I loved this film so much, I wanted to assign a perfume to it, as a way of anchoring it to my memory in a Pavlovian sort of way. Based on memory alone, Aomassaï struck me as its perfect olfactory complement, and now I can confirm it. The fragrance notes for Aomassaï are listed as caramel, toasted hazelnuts, licorice, bitter orange, spices, wenge wood, vetiver, balsam wood, incense, dried grasses and resins. Perusing them gives one the impression that this is a heavy scent, and heavily gourmand, when in actuality it is only so in the first five to ten minutes of wear. The burnt-toffee aroma of Aomassaï’s opening accord is arid to the degree that it doesn’t cloy; its dark opening salvo has presence but, surprisingly, not a thick or heavy weight. In fact, it’s much like the brûléed top to a crème brûlée: an obsidian-like sweet that imparts character, presence and even a bit of levity in its invitation to break through its shell to get to the crème.

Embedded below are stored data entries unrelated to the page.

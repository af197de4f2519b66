//! Mastery set collection: which concepts a learner already knows.
//!
//! The mastery set is derived from "knows" assertion nodes anywhere in the
//! document. [`collect_known`] takes the union over every asserting node;
//! [`collect_known_for`] restricts it to assertions whose subject is a given
//! learner. Learner subjects are compared as full URIs; bare ids are resolved
//! with [`MasteryScope::resolved`] first.

use std::collections::BTreeSet;

use serde::{Deserialize, Serialize};

use crate::ld::accessor::reference_ids;
use crate::ld::{Document, Node, Predicate};
use crate::merge::AssertionUris;

/// Set of concept local ids the learner has mastered.
#[derive(Debug, Clone, Default, PartialEq, Eq, Serialize, Deserialize)]
#[serde(transparent)]
pub struct MasterySet(BTreeSet<String>);

impl MasterySet {
    pub fn new() -> Self {
        Self::default()
    }

    /// Whether `local_id` is mastered.
    pub fn contains(&self, local_id: &str) -> bool {
        self.0.contains(local_id)
    }

    /// Add a concept; returns `true` if it was not already present.
    pub fn insert(&mut self, local_id: impl Into<String>) -> bool {
        self.0.insert(local_id.into())
    }

    pub fn len(&self) -> usize {
        self.0.len()
    }

    pub fn is_empty(&self) -> bool {
        self.0.is_empty()
    }

    /// Iterate in sorted order.
    pub fn iter(&self) -> impl Iterator<Item = &str> {
        self.0.iter().map(String::as_str)
    }
}

impl<S: Into<String>> FromIterator<S> for MasterySet {
    fn from_iter<I: IntoIterator<Item = S>>(iter: I) -> Self {
        Self(iter.into_iter().map(Into::into).collect())
    }
}

impl<S: Into<String>> Extend<S> for MasterySet {
    fn extend<I: IntoIterator<Item = S>>(&mut self, iter: I) {
        self.0.extend(iter.into_iter().map(Into::into));
    }
}

/// Whose assertions contribute to the mastery set.
#[derive(Debug, Clone, Default, PartialEq, Eq, Serialize, Deserialize)]
#[serde(rename_all = "snake_case", tag = "kind", content = "id")]
pub enum MasteryScope {
    /// Every "knows" assertion in the document, regardless of subject.
    #[default]
    Document,
    /// Only assertions whose subject `@id` is exactly this learner URI.
    Learner(String),
}

impl MasteryScope {
    /// Resolve a bare learner id to the URI merges write for it.
    ///
    /// Absolute learner URIs are kept as-is.
    pub fn resolved(&self, uris: &AssertionUris) -> MasteryScope {
        match self {
            MasteryScope::Document => MasteryScope::Document,
            MasteryScope::Learner(learner) => MasteryScope::Learner(uris.user_uri(learner)),
        }
    }

    /// Whether an assertion node's subject falls inside this scope.
    pub fn admits(&self, node: &Node) -> bool {
        match self {
            MasteryScope::Document => true,
            MasteryScope::Learner(learner) => node.id() == Some(learner.trim()),
        }
    }
}

/// Concept local ids asserted as known by `node`, empty if it asserts nothing.
pub fn known_by(node: &Node) -> Vec<String> {
    Predicate::Knows
        .lookup(node)
        .map(reference_ids)
        .unwrap_or_default()
}

/// Union of every "knows" assertion in the document.
pub fn collect_known(document: &Document) -> MasterySet {
    collect_known_for(document, &MasteryScope::Document)
}

/// "Knows" assertions restricted to `scope`.
pub fn collect_known_for(document: &Document, scope: &MasteryScope) -> MasterySet {
    document
        .nodes()
        .iter()
        .filter(|node| scope.admits(node))
        .flat_map(known_by)
        .collect()
}

#[cfg(test)]
mod tests {
    use super::*;
    use serde_json::json;

    fn doc() -> Document {
        Document::new(vec![
            Node::with_id("http://x.org/user/1").with("knows", json!({"@id": "http://x.org#A"})),
            Node::with_id("http://x.org/user/1")
                .with("schema:knows", json!(["http://x.org#B", {"@id": "http://x.org#C"}])),
            Node::with_id("http://x.org/user/2").with("knowsAbout", json!("http://x.org#D")),
            Node::with_id("http://x.org#A").with("@type", json!("Concept")),
        ])
    }

    #[test]
    fn collects_union_over_document() {
        let known = collect_known(&doc());
        let ids: Vec<&str> = known.iter().collect();
        assert_eq!(ids, vec!["A", "B", "C", "D"]);
    }

    #[test]
    fn order_independent() {
        let mut nodes = doc().nodes().to_vec();
        nodes.reverse();
        assert_eq!(collect_known(&Document::new(nodes)), collect_known(&doc()));
    }

    #[test]
    fn learner_scope_filters_by_subject() {
        let by_uri = collect_known_for(&doc(), &MasteryScope::Learner("http://x.org/user/2".into()));
        assert_eq!(by_uri.iter().collect::<Vec<_>>(), vec!["D"]);

        let uris = AssertionUris {
            user_base: "http://x.org/user/".into(),
            ..Default::default()
        };
        let by_bare_id = collect_known_for(&doc(), &MasteryScope::Learner("1".into()).resolved(&uris));
        assert_eq!(by_bare_id.len(), 3);
        assert!(!by_bare_id.contains("D"));
    }

    #[test]
    fn learner_scope_ignores_other_namespaces_sharing_an_id() {
        let doc = Document::new(vec![
            Node::with_id("http://x.org#A").with("@type", json!("Concept")),
            Node::with_id("https://other-tenant.org/accounts/42").with("knows", json!("http://x.org#A")),
            Node::with_id("https://x.org/quiz-items/42").with("knows", json!("http://x.org#B")),
        ]);

        let scope = MasteryScope::Learner("https://example.org/users/42".into());
        assert!(collect_known_for(&doc, &scope).is_empty());

        let bare = MasteryScope::Learner("42".into());
        assert!(collect_known_for(&doc, &bare).is_empty());
        assert!(collect_known_for(&doc, &bare.resolved(&AssertionUris::default())).is_empty());
    }

    #[test]
    fn resolved_keeps_absolute_learners_and_document_scope() {
        let uris = AssertionUris::default();
        assert_eq!(
            MasteryScope::Learner("42".into()).resolved(&uris),
            MasteryScope::Learner("https://example.org/users/42".into())
        );
        assert_eq!(
            MasteryScope::Learner("urn:learner:9".into()).resolved(&uris),
            MasteryScope::Learner("urn:learner:9".into())
        );
        assert_eq!(MasteryScope::Document.resolved(&uris), MasteryScope::Document);
    }

    #[test]
    fn empty_and_malformed_values() {
        assert!(collect_known(&Document::default()).is_empty());
        let doc = Document::new(vec![
            Node::with_id("u").with("knows", json!(42)),
            Node::with_id("u").with("knows", json!([null, {"name": "x"}])),
        ]);
        assert!(collect_known(&doc).is_empty());
    }
}
//! Price trend engine
//!
//! Compares a newly observed invoice line against the most recent prior
//! observation for the same product and classifies the movement.

use crate::error::{AgentError, Result};
use chrono::{DateTime, Utc};
use serde::{Deserialize, Serialize};

use super::round2;

/// Direction changes smaller than this (in percentage points) count as stable.
pub const STABILITY_EPSILON: f64 = 0.01;

/// One observed invoice line, a read-only snapshot of historical data.
#[derive(Debug, Clone, Serialize, Deserialize)]
pub struct PriceObservation {
    pub product: String,
    pub quantity: f64,
    pub unit: String,
    pub unit_price: f64,
    pub observed_at: DateTime<Utc>,
}

#[derive(Debug, Clone, Copy, Serialize, Deserialize, PartialEq, Eq)]
#[serde(rename_all = "lowercase")]
pub enum TrendDirection {
    Up,
    Down,
    Stable,
    New,
}

/// Assessed movement for one product.
#[derive(Debug, Clone, Serialize, Deserialize)]
pub struct PriceTrend {
    pub product: String,
    /// None when there is no prior observation
    pub change_percent: Option<f64>,
    pub previous_price: Option<f64>,
    pub current_price: f64,
    pub direction: TrendDirection,
    pub is_significant: bool,
}

/// Price trend engine
pub struct PriceTrendEngine;

impl PriceTrendEngine {
    /// Assess the movement of `current` against the most recent prior
    /// observation, if any. `significance_threshold` is the externally
    /// configured alert threshold in percent.
    ///
    /// Pure function of its three inputs. Errors on non-positive prices
    /// rather than dividing by zero.
    pub fn assess(
        current: &PriceObservation,
        previous: Option<&PriceObservation>,
        significance_threshold: f64,
    ) -> Result<PriceTrend> {
        if current.unit_price <= 0.0 {
            return Err(AgentError::InvalidAmount(format!(
                "unit price must be positive, got {}",
                current.unit_price
            )));
        }

        let Some(previous) = previous else {
            return Ok(PriceTrend {
                product: current.product.clone(),
                change_percent: None,
                previous_price: None,
                current_price: current.unit_price,
                direction: TrendDirection::New,
                is_significant: false,
            });
        };

        if previous.unit_price <= 0.0 {
            return Err(AgentError::InvalidAmount(format!(
                "previous unit price must be positive, got {}",
                previous.unit_price
            )));
        }

        let change_percent =
            (current.unit_price - previous.unit_price) / previous.unit_price * 100.0;

        let direction = if change_percent.abs() <= STABILITY_EPSILON {
            TrendDirection::Stable
        } else if change_percent > 0.0 {
            TrendDirection::Up
        } else {
            TrendDirection::Down
        };

        Ok(PriceTrend {
            product: current.product.clone(),
            change_percent: Some(round2(change_percent)),
            previous_price: Some(previous.unit_price),
            current_price: current.unit_price,
            direction,
            is_significant: change_percent.abs() >= significance_threshold,
        })
    }
}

Except, in the case of Aomassaï, what lies beneath its burnt-sweet top is not creaminess but a balsamy, resinous woodiness that is surprisingly soft for an accord that retains an edge of swarthiness. Aomassaï’s woody base smells as if it long ago soaked up a bit of dark rum or bourbon, and these ambery-rich smells impregnating the wood render it more dashing and arresting. This isn’t the wood of a woodshop or a forest; it is wood that once traveled and perhaps had swashbuckling adventures, and most likely conveyed some sort of precious cargo – and which holds onto the memory of these things.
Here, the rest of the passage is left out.